Morava o poeta no Terreiro quando da sua ida para o Hospital Real de São José onde ficaria uns dias a curar-se de doença secreta. Alguns foram os amigos que lhe proporcionaram conforto mais duradouro e familiar.
José Salinas de Benevides hospeda por uma temporada o poeta na sua casa de Santarém. A família Bersane Leite acarinha o Vate, tão apreciado, com requintes de afeição aplicável a criança mimada e convalescente. Tomé Barbosa abre-lhe as portas de sua casa onde Bocage permanecerá algum tempo descuidado ou, melhor, somente preocupado com a sua Musa.
Nas várias visitas que gostava de fazer aos arredores de Lisboa, Bocage encontrava sempre um recanto onde ficar e amigos satisfeitos com a sua presença. Pouco antes de falecer, esteve Bocage hospedado em casa do Conselheiro José Andrade de Carvalho, na Calçada de Santo André, indo depois para a sua residência, que então já possuía, quando a doença lhe tornou a existência mais tormentosa.

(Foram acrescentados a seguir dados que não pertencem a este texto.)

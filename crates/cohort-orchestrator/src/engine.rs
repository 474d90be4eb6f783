//! Staged processing of one ingested file.
//!
//! Stages run in order: cohort loading, demographics loading, management
//! loading, validation, transformation, distribution loading. A failure in
//! a whole-file stage aborts the file with `has_errors` set. Validation and
//! transformation are record-granular: a failing record is captured on its
//! status and as exceptions, and the rest of the file carries on.

use std::collections::HashSet;
use std::future::Future;
use std::sync::Arc;

use chrono::Utc;
use cohort_exceptions::{ExceptionSink, NewException};
use cohort_ledger::{DistributionLedger, NewDistributionRecord};
use cohort_store::PipelineStore;
use cohort_transform::TransformationEngine;
use cohort_types::{
    CohortRecord, FileId, FileStatus, ParticipantKey, ParticipantSnapshot, RecordStatus, Stage,
};
use cohort_validation::ValidationEngine;
use futures::future::join_all;
use tokio::sync::Semaphore;
use tracing::{debug, error, info, warn};

use crate::config::{DistributionSource, PipelineConfig};
use crate::error::{PipelineError, PipelineResult};
use crate::ingest::{FileType, IngestedFile, IngestionGateway};
use crate::loader;
use crate::report::{ProcessFileReport, RecordFailure, RecordOutcome};

/// A participant carried through the record stages.
struct Tracked<'a> {
    record: &'a CohortRecord,
    status: RecordStatus,
    /// Snapshot staged for distribution once transformation succeeds.
    staged: Option<ParticipantSnapshot>,
}

#[derive(Debug, Default)]
struct StageTally {
    passed: u64,
    failed: u64,
    exceptions: u64,
}

/// Drives files through every stage against one store.
pub struct OrchestrationEngine<S: ?Sized> {
    store: Arc<S>,
    gateway: Arc<dyn IngestionGateway>,
    validation: ValidationEngine<S>,
    transformation: TransformationEngine<S>,
    exceptions: Arc<dyn ExceptionSink>,
    ledger: Arc<dyn DistributionLedger>,
    config: PipelineConfig,
}
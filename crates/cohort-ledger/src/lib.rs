//! Distribution ledger for the cohort pipeline.
//!
//! Staged output waits here until a downstream consumer extracts it. This
//! crate provides:
//! - `NewDistributionRecord` / `DistributionRecord` with immutable business fields
//! - `DistributionWriter` / `DistributionReader` trait boundaries
//! - `InMemoryDistributionLedger` with atomic select-and-mark extraction
//! - Replay verification against the original extraction
//! - Integrity validation of the `(is_extracted, request_id)` pairs

pub mod error;
pub mod memory;
pub mod records;
pub mod replay;
pub mod traits;
pub mod validation;

pub use error::{LedgerError, LedgerResult};
pub use memory::InMemoryDistributionLedger;
pub use records::{DistributionRecord, Extraction, NewDistributionRecord};
pub use replay::{canonical_bytes, ReplayVerifier};
pub use traits::{DistributionLedger, DistributionReader, DistributionWriter};
pub use validation::{IntegrityReport, LedgerValidator, Violation, ViolationKind};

Dos muitos abrigos de Bocage, não falando na casa onde nasceu e viveu menino e moço, numa casa situada em Almada onde com sua família passou alguns anos da sua infância, resta-nos recordar a da rua das Violas, no Sítio da Ilha Seca, quando da breve estada no Rio de Janeiro e aquela, de curiosa arquitectura, que habitou quando em Damão.
Bocage, o sem abrigo, resolve em 1802 arranjar casa própria, mais para abrigar a dedicada irmã Maria Francisca e sua sobrinha, do que o seu corpo prematuramente envelhecido. A sua casa é agora a da Travessa André Valente onde a morte o foi encontrar lúcido de espírito, pujante de génio e fisicamente arruinado.
No dia 22 de Dezembro de 1805, o dia seguinte do passamento do genial Poeta Bocage encontra a definitiva morada, o derradeiro abrigo, num singelo coval do Cemitério das Mercês, tão próximo da última residência quando vivo.
Bocage, hoje, mora na mente e nos corações dos que sentem a Poesia, abriga-se na simpatia popular e na admiração insuspeita dos eruditos.